◆ **Aim of the task**: Nothing may be changed. Give the entries below again exactly.

━━ Source material

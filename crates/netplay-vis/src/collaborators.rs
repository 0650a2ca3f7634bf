//! Interfaces to the renderer, persistence and notice surfaces.

use netplay_topology::{EdgeDescriptor, NodeDescriptor};

use crate::error::Result;
use crate::events::PacketCollection;
use crate::playback::NetworkId;
use crate::simulation::SimulationBackend;
use crate::timers::TimerReaper;

/// Draws the topology.
pub trait Renderer: Send {
    /// Editable topology.
    fn draw_live(&mut self, nodes: &[NodeDescriptor], edges: &[EdgeDescriptor]);

    /// Paused topology with the packet animation.
    ///
    /// Animation timers must be scheduled through `timers` so that stopping
    /// playback can cancel them.
    fn draw_static_with_packets(
        &mut self,
        nodes: &[NodeDescriptor],
        edges: &[EdgeDescriptor],
        packets: &PacketCollection,
        timers: &mut TimerReaper,
    );

    /// Read-only topology for the shared view.
    fn draw_shared(&mut self, nodes: &[NodeDescriptor], edges: &[EdgeDescriptor]);
}

/// Stores the node list of a network.
pub trait Persistence: Send {
    fn post_nodes(&mut self, network: &NetworkId, nodes: &[NodeDescriptor]) -> Result<()>;
}

/// Passive notices for the user.
pub trait NoticeSurface: Send {
    /// The user asked to simulate but no host has a job queued.
    fn show_no_jobs(&mut self);
}

/// Everything a view talks to but does not own the logic of.
pub struct Collaborators {
    pub renderer: Box<dyn Renderer>,
    pub persistence: Box<dyn Persistence>,
    pub backend: Box<dyn SimulationBackend>,
    pub notices: Box<dyn NoticeSurface>,
}

impl Collaborators {
    pub fn new(
        renderer: impl Renderer + 'static,
        persistence: impl Persistence + 'static,
        backend: impl SimulationBackend + 'static,
        notices: impl NoticeSurface + 'static,
    ) -> Self {
        Self {
            renderer: Box::new(renderer),
            persistence: Box::new(persistence),
            backend: Box::new(backend),
            notices: Box::new(notices),
        }
    }
}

━━━━

◆ **Result of this exercise**:
filename crates/netplay-vis/src/collaborators.rs
repository 0650a2ca3f7634bf
//! Interfaces to the renderer, persistence and notice surfaces.

use netplay_topology::{EdgeDescriptor, NodeDescriptor};

use crate::error::Result;
use crate::events::PacketCollection;
use crate::playback::NetworkId;
use crate::simulation::SimulationBackend;
use crate::timers::TimerReaper;

/// Draws the topology.
pub trait Renderer: Send {
    /// Editable topology.
    fn draw_live(&mut self, nodes: &[NodeDescriptor], edges: &[EdgeDescriptor]);

    /// Paused topology with the packet animation.
    ///
    /// Animation timers must be scheduled through `timers` so that stopping
    /// playback can cancel them.
    fn draw_static_with_packets(
        &mut self,
        nodes: &[NodeDescriptor],
        edges: &[EdgeDescriptor],
        packets: &PacketCollection,
        timers: &mut TimerReaper,
    );

    /// Read-only topology for the shared view.
    fn draw_shared(&mut self, nodes: &[NodeDescriptor], edges: &[EdgeDescriptor]);
}

/// Stores the node list of a network.
pub trait Persistence: Send {
    fn post_nodes(&mut self, network: &NetworkId, nodes: &[NodeDescriptor]) -> Result<()>;
}

/// Passive notices for the user.
pub trait NoticeSurface: Send {
    /// The user asked to simulate but no host has a job queued.
    fn show_no_jobs(&mut self);
}

/// Everything a view talks to but does not own the logic of.
pub struct Collaborators {
    pub renderer: Box<dyn Renderer>,
    pub persistence: Box<dyn Persistence>,
    pub backend: Box<dyn SimulationBackend>,
    pub notices: Box<dyn NoticeSurface>,
}

impl Collaborators {
    pub fn new(
        renderer: impl Renderer + 'static,
        persistence: impl Persistence + 'static,
        backend: impl SimulationBackend + 'static,
        notices: impl NoticeSurface + 'static,
    ) -> Self {
        Self {
            renderer: Box::new(renderer),
            persistence: Box::new(persistence),
            backend: Box::new(backend),
            notices: Box::new(notices),
        }
    }
}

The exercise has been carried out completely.